Die Hölle ist ein Ort in Rot und Schwarz
Doch wie gelangt man eigentlich hinein in die Folterwerkstatt der Sünder? Durch den Schlund einer riesigen Fledermaus, die fordernd ihre gespaltene Zunge ausstreckt. Rot leuchtend sticht sie aus dem weißen Vorraum der Sonderausstellung heraus. Bevor sich der Besucher in die vermeintliche Hölle hineinwagt, wird er jedoch noch einmal eindringlich aufgefordert, mit dem Blick in den Spiegel in sich zu gehen: War ich gut oder böse? Eine entscheidende Frage für all jene, die sich anschicken, dem Wächter der Unterwelt entgegenzutreten. Von Ferne ertönt leise das Geheul eines Wolfes.
© Ingo Wagner/ Überseemuseum Bremen (Ausschnitt)
Fasnachtsmasken | Diese Fasnachtsmasken aus Süddeutschland und Österreich zeigen Teufel und Dämonenfratzen.
Welches Gesicht hat das Böse?
Über 500 Exponate aus allen Kontinenten haben die Kuratoren des Völkerkundemuseums zusammengetragen, um einen Einblick in unseren Umgang mit dem Bösen zu geben. Die Ausstellung unterteilt sich dabei in drei Bereiche: Woher kommt das Böse? Welches Gesicht hat es? Und wie gehen wir damit um? Die Zeitspanne der Antworten reicht vom frühen Altägypten bis in unsere Zeit.
© Gabriele Warnke/ Überseemuseum Bremen (Ausschnitt)
Zaubermittel aus Togo | Der Bremer Missionar Carl Spieß sammelte und beschrieb bei seinem Aufenthalt in Togo um 1900 unter anderem diese Zaubermittel der Einwohner, mit denen sie sich gegen das Böse wappnen wollten. Die Photographie dieser Schnüre stammt aus dem frühen 20. Jahrhundert.
Und so muss man doch sehr genau hinsehen, wenn man das wirklich Bösartige in der Schau entdecken möchte. Kriege, Folter oder Aggression und Gewalt werden kaum thematisiert – ein paar politische Plakate zeugen von dem Wunsch, die eigenen Feinde zu dämonisieren, Musikvideos und Horrorfilmsequenzen zeigen die Tendenz der aktuellen Popkultur, mit dem Bösen zu flirten. Ansonsten: Hexen, Dämonen und das Böse als metaphysische Kategorie der Weltreligionen.
Von teuflischen Hummeln und Hexenfurz
© Ingo Wagner/ Überseemuseum Bremen (Ausschnitt)

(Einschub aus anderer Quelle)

//! Table rendering for formatted output.

use console::measure_text_width;

/// Marker appended to truncated cells.
const ELLIPSIS: &str = "...";

/// A simple box-drawn table.
#[derive(Debug)]
pub struct Table {
    headers: Vec<String>,
    rows: Vec<Vec<String>>,
    column_widths: Vec<usize>,
    max_widths: Vec<Option<usize>>,
}

impl Table {
    /// Create a new table with the given headers.
    pub fn new(headers: Vec<&str>) -> Self {
        let headers: Vec<String> = headers.iter().map(|s| s.to_string()).collect();
        let column_widths = headers.iter().map(|h| measure_text_width(h)).collect();
        let max_widths = vec![None; headers.len()];

        Self {
            headers,
            rows: Vec::new(),
            column_widths,
            max_widths,
        }
    }

    /// Cap column widths. Longer cells are cut and end in `...`.
    pub fn with_max_widths(mut self, widths: &[usize]) -> Self {
        for (slot, width) in self.max_widths.iter_mut().zip(widths) {
            *slot = Some(*width);
        }
        self
    }

    /// Add a row to the table.
    pub fn add_row(&mut self, row: Vec<&str>) {
        let row: Vec<String> = row
            .iter()
            .enumerate()
            .map(|(i, cell)| match self.max_widths.get(i).copied().flatten() {
                Some(max) => truncate(cell, max),
                None => cell.to_string(),
            })
            .collect();

        for (i, cell) in row.iter().enumerate() {
            if i < self.column_widths.len() {
                self.column_widths[i] = self.column_widths[i].max(measure_text_width(cell));
            }
        }

        self.rows.push(row);
    }

    /// Get the number of rows.
    pub fn row_count(&self) -> usize {
        self.rows.len()
    }

    /// Check if the table is empty.
    pub fn is_empty(&self) -> bool {
        self.rows.is_empty()
    }

    /// Render the table as a string.
    pub fn render(&self) -> String {
        let mut output = String::new();

        output.push_str(&self.render_border('┌', '┬', '┐'));
        output.push('\n');

        output.push_str(&self.render_row(&self.headers));
        output.push('\n');

        output.push_str(&self.render_border('├', '┼', '┤'));
        output.push('\n');

        for row in &self.rows {
            output.push_str(&self.render_row(row));
            output.push('\n');
        }

        output.push_str(&self.render_border('└', '┴', '┘'));

        output
    }

    fn render_border(&self, left: char, mid: char, right: char) -> String {
        let mut s = String::new();
        s.push(left);

        for (i, width) in self.column_widths.iter().enumerate() {
            s.push_str(&"─".repeat(width + 2));
            if i < self.column_widths.len() - 1 {
                s.push(mid);
            }
        }

        s.push(right);
        s
    }

    fn render_row(&self, row: &[String]) -> String {
        let mut s = String::from("│");

        for (i, width) in self.column_widths.iter().enumerate() {
            let cell = row.get(i).map(|s| s.as_str()).unwrap_or("");
            // `{:width$}` pads by chars, not display columns.
            let padding = width.saturating_sub(measure_text_width(cell));
            s.push_str(&format!(" {}{} │", cell, " ".repeat(padding)));
        }

        s
    }
}

/// Cut `text` to at most `max` display columns, ending in `...` when cut.
pub fn truncate(text: &str, max: usize) -> String {
    if measure_text_width(text) <= max {
        return text.to_string();
    }
    let budget = max.saturating_sub(ELLIPSIS.len());
    let mut out = String::new();
    let mut width = 0;
    for c in text.chars() {
        let w = measure_text_width(c.encode_utf8(&mut [0; 4]));
        if width + w > budget {
            break;
        }
        width += w;
        out.push(c);
    }
    out.push_str(ELLIPSIS);
    out
}

#[cfg(test)]
mod tests {
    use super::*;

    #[test]
    fn table_empty() {
        let table = Table::new(vec!["A", "B"]);
        assert!(table.is_empty());
        assert_eq!(table.row_count(), 0);

        let output = table.render();
        assert!(output.contains("A"));
        assert!(output.contains("B"));
    }

    #[test]
    fn table_with_rows() {
        let mut table = Table::new(vec!["Name", "Config"]);
        table.add_row(vec!["mail", "✓"]);
        table.add_row(vec!["sms", "✗"]);

        assert_eq!(table.row_count(), 2);
        let output = table.render();
        assert!(output.contains("mail"));
        assert!(output.contains("✗"));
    }

    #[test]
    fn table_handles_missing_cells() {
        let mut table = Table::new(vec!["A", "B", "C"]);
        table.add_row(vec!["only", "two"]);

        let output = table.render();
        assert!(output.contains("only"));
        assert!(output.contains("two"));
    }

    #[test]
    fn table_rows_align_with_wide_chars() {
        let mut table = Table::new(vec!["Name"]);
        table.add_row(vec!["あい"]);
        table.add_row(vec!["abcd"]);

        let widths: Vec<usize> = table.render().lines().map(measure_text_width).collect();
        assert!(widths.windows(2).all(|w| w[0] == w[1]));
    }

    #[test]
    fn table_render_consistency() {
        let mut table = Table::new(vec!["Provider", "Status", "Result/Error"]);
        table.add_row(vec!["a", "✓ Success", "1"]);
        table.add_row(vec!["b", "✗ Error", "boom"]);

        let lines: Vec<_> = table.render().lines().map(str::to_string).collect();
        // top border, header, separator, 2 data rows, bottom border
        assert_eq!(lines.len(), 6);
    }

    #[test]
    fn max_widths_truncate_cells() {
        let mut table = Table::new(vec!["Text"]).with_max_widths(&[8]);
        table.add_row(vec!["a long description"]);
        assert!(table.render().contains("a lon..."));
    }

    #[test]
    fn truncate_keeps_short_text() {
        assert_eq!(truncate("short", 10), "short");
        assert_eq!(truncate("exactly10!", 10), "exactly10!");
        assert_eq!(truncate("0123456789abc", 10), "0123456...");
    }
}
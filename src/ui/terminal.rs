//! Terminal UI.

use console::Term;
use std::io::Write;

use super::{should_use_colors, Theme, UserInterface};

/// Writes command output to stdout and status lines to stderr.
pub struct TerminalUI {
    out: Term,
    err: Term,
    theme: Theme,
}

impl TerminalUI {
    pub fn new() -> Self {
        let theme = if should_use_colors() {
            Theme::new()
        } else {
            Theme::plain()
        };

        Self {
            out: Term::stdout(),
            err: Term::stderr(),
            theme,
        }
    }
}

impl Default for TerminalUI {
    fn default() -> Self {
        Self::new()
    }
}

impl UserInterface for TerminalUI {
    fn output(&mut self, text: &str) {
        writeln!(self.out, "{}", text).ok();
    }

    fn warning(&mut self, msg: &str) {
        writeln!(self.err, "{}", self.theme.format_warning(msg)).ok();
    }

    fn error(&mut self, msg: &str) {
        writeln!(self.err, "{}", self.theme.format_error(msg)).ok();
    }
}
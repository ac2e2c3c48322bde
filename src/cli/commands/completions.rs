//! Shell completions generation.
//!
//! The `providerkit completions` command generates shell completion scripts.

use clap::CommandFactory;

use crate::cli::args::{Cli, CompletionsArgs};
use crate::ui::UserInterface;

use super::dispatcher::{Command, CommandResult};

/// The completions command implementation.
pub struct CompletionsCommand {
    args: CompletionsArgs,
}

impl CompletionsCommand {
    /// Create a new completions command.
    pub fn new(args: CompletionsArgs) -> Self {
        Self { args }
    }

    /// The completion script for the configured shell.
    pub fn script(&self) -> String {
        let mut cmd = Cli::command();
        let mut buf = Vec::new();
        clap_complete::generate(self.args.shell, &mut cmd, "providerkit", &mut buf);
        String::from_utf8_lossy(&buf).into_owned()
    }
}

impl Command for CompletionsCommand {
    fn execute(&self, ui: &mut dyn UserInterface) -> crate::error::Result<CommandResult> {
        ui.output(self.script().trim_end());
        Ok(CommandResult::success())
    }
}

#[cfg(test)]
mod tests {
    use super::*;
    use clap_complete::Shell;

    #[test]
    fn generates_bash_completions() {
        let output = CompletionsCommand::new(CompletionsArgs { shell: Shell::Bash }).script();
        assert!(output.contains("providerkit"));
        assert!(output.contains("complete"));
    }

    #[test]
    fn generates_zsh_completions() {
        let output = CompletionsCommand::new(CompletionsArgs { shell: Shell::Zsh }).script();
        assert!(output.contains("providerkit"));
    }

    #[test]
    fn generates_fish_completions() {
        let output = CompletionsCommand::new(CompletionsArgs { shell: Shell::Fish }).script();
        assert!(output.contains("providerkit"));
    }
}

Tiergehege im Überseemuseum | Tiere galten lange Zeit als Boten oder gar als Erscheinungsformen des Teufels. Selbst so harmlose Tiere wie Eichhörnchen und Hase waren im Mittelalter suspekt – erstere aufgrund ihres roten Felles, das allzu sehr an die Farbe des Teufels erinnerte, letztere wegen ihrer gemeinschaftlichen Treffen zur Abenddämmerung, die als Hexenversammlungen gedeutet wurden.

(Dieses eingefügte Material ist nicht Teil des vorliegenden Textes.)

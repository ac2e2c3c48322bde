//! Provider class definitions.
//!
//! A [`ProviderClass`] is the static description of a provider type: its
//! identification defaults, declared requirements, and attribute table
//! (plain values, nested type references, and service methods). It plays
//! the part a class plays in a dynamic language. Instances are built from
//! it with [`ProviderClass::instantiate`].
//!
//! # Example
//!
//! ```
//! use std::rc::Rc;
//! use providerkit::provider::{ConfigMap, ProviderClass};
//! use providerkit::readiness::Probe;
//! use serde_json::json;
//!
//! let class = ProviderClass::new("EchoProvider", module_path!())
//!     .with_name("echo")
//!     .with_services(["echo"])
//!     .with_method("echo", |_provider, args| Ok(json!(args)));
//!
//! let provider = class
//!     .instantiate(Rc::new(Probe::empty()), None, &ConfigMap::new())
//!     .unwrap();
//! assert_eq!(provider.name(), "echo");
//! assert_eq!(provider.display_name(), "echo");
//! ```

use std::fmt;
use std::rc::Rc;

use indexmap::IndexMap;
use serde_json::Value;

use super::instance::Provider;
use super::urls::Urls;
use super::ConfigMap;

/// A service method: receives the provider and keyword arguments.
pub type ServiceFn = Rc<dyn Fn(&Provider, &ConfigMap) -> anyhow::Result<Value>>;

/// Construction hook run after the generic fields are set.
pub type InitFn = Rc<dyn Fn(&mut Provider, &ConfigMap) -> anyhow::Result<()>>;

/// Separator between path segments of a qualified type identifier.
pub const PATH_SEPARATOR: &str = "::";

/// Type name of the base provider contract.
pub const CONTRACT_TYPE_NAME: &str = "ProviderBase";

/// A named member of a provider class or instance.
#[derive(Clone)]
pub enum Attribute {
    /// A plain value.
    Value(Value),
    /// A callable service method.
    Method(ServiceFn),
    /// A reference to another type. Not callable as a service.
    Type(String),
}

impl Attribute {
    /// Whether this attribute can be invoked as a service.
    pub fn is_method(&self) -> bool {
        matches!(self, Attribute::Method(_))
    }
}

impl fmt::Debug for Attribute {
    fn fmt(&self, f: &mut fmt::Formatter<'_>) -> fmt::Result {
        match self {
            Attribute::Value(v) => f.debug_tuple("Value").field(v).finish(),
            Attribute::Method(_) => f.write_str("Method(..)"),
            Attribute::Type(path) => f.debug_tuple("Type").field(path).finish(),
        }
    }
}

impl From<Value> for Attribute {
    fn from(value: Value) -> Self {
        Attribute::Value(value)
    }
}

/// Static description of a provider type.
#[derive(Clone)]
pub struct ProviderClass {
    pub(crate) type_name: String,
    pub(crate) module: String,
    pub(crate) name: String,
    pub(crate) display_name: Option<String>,
    pub(crate) description: Option<String>,
    pub(crate) required_packages: Vec<String>,
    pub(crate) config_keys: Vec<String>,
    pub(crate) config_prefix: String,
    pub(crate) config_defaults: ConfigMap,
    pub(crate) services: Vec<String>,
    pub(crate) urls: Urls,
    pub(crate) attributes: IndexMap<String, Attribute>,
    pub(crate) init: Option<InitFn>,
}

impl ProviderClass {
    /// Start a class definition for `type_name` defined in `module`.
    ///
    /// `module` is normally `module_path!()` at the definition site.
    pub fn new(type_name: impl Into<String>, module: impl Into<String>) -> Self {
        Self {
            type_name: type_name.into(),
            module: module.into(),
            name: String::new(),
            display_name: None,
            description: None,
            required_packages: Vec::new(),
            config_keys: Vec::new(),
            config_prefix: String::new(),
            config_defaults: ConfigMap::new(),
            services: Vec::new(),
            urls: Urls::default(),
            attributes: IndexMap::new(),
            init: None,
        }
    }

    /// The base provider contract. It has no name, so it cannot be built.
    pub fn contract() -> Self {
        Self::new(CONTRACT_TYPE_NAME, "providerkit::provider")
    }

    /// Derive a new type from this one, keeping everything it declares.
    pub fn derive(&self, type_name: impl Into<String>, module: impl Into<String>) -> Self {
        Self {
            type_name: type_name.into(),
            module: module.into(),
            ..self.clone()
        }
    }

    pub fn with_name(mut self, name: impl Into<String>) -> Self {
        self.name = name.into();
        self
    }

    pub fn with_display_name(mut self, display_name: impl Into<String>) -> Self {
        self.display_name = Some(display_name.into());
        self
    }

    pub fn with_description(mut self, description: impl Into<String>) -> Self {
        self.description = Some(description.into());
        self
    }

    pub fn with_required_packages<I, S>(mut self, packages: I) -> Self
    where
        I: IntoIterator<Item = S>,
        S: Into<String>,
    {
        self.required_packages = packages.into_iter().map(Into::into).collect();
        self
    }

    pub fn with_config_keys<I, S>(mut self, keys: I) -> Self
    where
        I: IntoIterator<Item = S>,
        S: Into<String>,
    {
        self.config_keys = keys.into_iter().map(Into::into).collect();
        self
    }

    /// Prefix for the most specific environment fallback
    /// (`{PREFIX}_{NAME}_{KEY}`).
    pub fn with_config_prefix(mut self, prefix: impl Into<String>) -> Self {
        self.config_prefix = prefix.into();
        self
    }

    /// Register a default value for a config key.
    pub fn with_config_default(mut self, key: impl Into<String>, value: impl Into<Value>) -> Self {
        self.config_defaults.insert(key.into(), value.into());
        self
    }

    pub fn with_services<I, S>(mut self, services: I) -> Self
    where
        I: IntoIterator<Item = S>,
        S: Into<String>,
    {
        self.services = services.into_iter().map(Into::into).collect();
        self
    }

    pub fn with_urls(mut self, urls: Urls) -> Self {
        self.urls = urls;
        self
    }

    /// Add a plain value attribute.
    pub fn with_attribute(mut self, name: impl Into<String>, value: impl Into<Value>) -> Self {
        self.attributes
            .insert(name.into(), Attribute::Value(value.into()));
        self
    }

    /// Add a nested type reference.
    pub fn with_type_attribute(mut self, name: impl Into<String>, path: impl Into<String>) -> Self {
        self.attributes.insert(name.into(), Attribute::Type(path.into()));
        self
    }

    /// Add a method. Methods listed in `services` are what readiness checks look for.
    pub fn with_method<F>(mut self, name: impl Into<String>, method: F) -> Self
    where
        F: Fn(&Provider, &ConfigMap) -> anyhow::Result<Value> + 'static,
    {
        self.attributes
            .insert(name.into(), Attribute::Method(Rc::new(method)));
        self
    }

    /// Run `init` at the end of construction. An error fails construction.
    pub fn with_init<F>(mut self, init: F) -> Self
    where
        F: Fn(&mut Provider, &ConfigMap) -> anyhow::Result<()> + 'static,
    {
        self.init = Some(Rc::new(init));
        self
    }

    pub fn type_name(&self) -> &str {
        &self.type_name
    }

    pub fn module(&self) -> &str {
        &self.module
    }

    /// Fully qualified identifier, `module::TypeName`.
    pub fn qualified_name(&self) -> String {
        format!("{}{}{}", self.module, PATH_SEPARATOR, self.type_name)
    }

    /// Declared provider name (may be empty for abstract classes).
    pub fn name(&self) -> &str {
        &self.name
    }

    pub fn required_packages(&self) -> &[String] {
        &self.required_packages
    }

    pub fn config_keys(&self) -> &[String] {
        &self.config_keys
    }

    pub fn services(&self) -> &[String] {
        &self.services
    }

    pub fn attribute(&self, name: &str) -> Option<&Attribute> {
        self.attributes.get(name)
    }

    /// Whether this is the base contract type.
    pub fn is_contract(&self) -> bool {
        self.type_name == CONTRACT_TYPE_NAME && self.module == "providerkit::provider"
    }
}

impl fmt::Debug for ProviderClass {
    fn fmt(&self, f: &mut fmt::Formatter<'_>) -> fmt::Result {
        f.debug_struct("ProviderClass")
            .field("type_name", &self.type_name)
            .field("module", &self.module)
            .field("name", &self.name)
            .field("services", &self.services)
            .finish_non_exhaustive()
    }
}

#[cfg(test)]
mod tests {
    use super::*;
    use serde_json::json;

    #[test]
    fn builder_sets_declared_requirements() {
        let class = ProviderClass::new("MailProvider", "app::mail")
            .with_name("mail")
            .with_required_packages(["smtp-client"])
            .with_config_keys(["HOST", "PORT"])
            .with_services(["send"]);

        assert_eq!(class.name(), "mail");
        assert_eq!(class.required_packages(), ["smtp-client"]);
        assert_eq!(class.config_keys(), ["HOST", "PORT"]);
        assert_eq!(class.services(), ["send"]);
        assert_eq!(class.qualified_name(), "app::mail::MailProvider");
    }

    #[test]
    fn derive_keeps_parent_members() {
        let base = ProviderClass::new("BaseProvider", "app::base")
            .with_services(["send"])
            .with_method("send", |_, _| Ok(json!("sent")));
        let child = base.derive("SmsProvider", "app::sms").with_name("sms");

        assert_eq!(child.type_name(), "SmsProvider");
        assert_eq!(child.module(), "app::sms");
        assert!(child.attribute("send").is_some_and(Attribute::is_method));
        assert!(base.name().is_empty());
    }

    #[test]
    fn contract_is_recognised() {
        assert!(ProviderClass::contract().is_contract());
        assert!(!ProviderClass::new("ProviderBase", "elsewhere").is_contract());
    }

    #[test]
    fn type_attributes_are_not_methods() {
        let class = ProviderClass::new("P", "m").with_type_attribute("Client", "m::Client");
        let attr = class.attribute("Client").unwrap();
        assert!(!attr.is_method());
        assert_eq!(format!("{:?}", attr), "Type(\"m::Client\")");
    }
}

Manch anderem Wesen wurde das Teuflische gar gleich im Namen mitgegeben: So trägt eine nordeuropäische Hummelart die wenig schmeichelhafte Bezeichnung Bombus polaris diabolicus, ein winziger Kolibri aus den USA heißt wegen seiner leuchtenden Halsfedern gar Calothorax lucifer. Auch sie sind bei "All about Evil" in Sicherheitsverwahrung.
© Ingo Wagner/ Überseemuseum Bremen (Ausschnitt)
Hexenküche | Auch im Pflanzenreich findet sich reichlich Teuflisches: Ob Gewächse mit diabolischem Namen oder mit tödlicher Wirkung – die Hexenküche im Bremer Überseemuseum hat die höllischen Pflanzen versammelt.
Gegen Ende der Ausstellung begegnet man schließlich dem Bösen im Kinderzimmer und auf dem Familientisch: Musikindustrie, Jugendkultur und Lebensmittelhersteller sind längst einen teilweise makabren Flirt mit dem Bösen eingegangen – inklusive Teufelsbier, höllischem Käse und anderen Schmackhaftigkeiten aus dem gemeinen Supermarktregal. Der Teufel als Pop-Ikone.
Angst vor der Auseinandersetzung
© Gabriele Warnke/ Überseemuseum Bremen (Ausschnitt)
Mexikanisches Teufelspaar | Der Teufel als Reiter auf einem Pferd. Der Beelzebub kam mit den Spaniern nach Mexiko, heute ist er ein beliebtes Motiv beim alljährlichen Tag der Toten an Allerheiligen und Allerseelen, wo dem Volksglauben nach die Toten ein paar Tage mit dem Lebenden verbringen. Die Pappmaché-Figur stammt aus dem Jahr 1985.
Das ist schade. Eine kritische Reflexion des Themas zumindest im Begleitprogramm hätte der amüsanten Annäherung bei "All about Evil" durchaus gut getan. So ist der Rundgang informativ und witzig, aber leider nicht erhellend.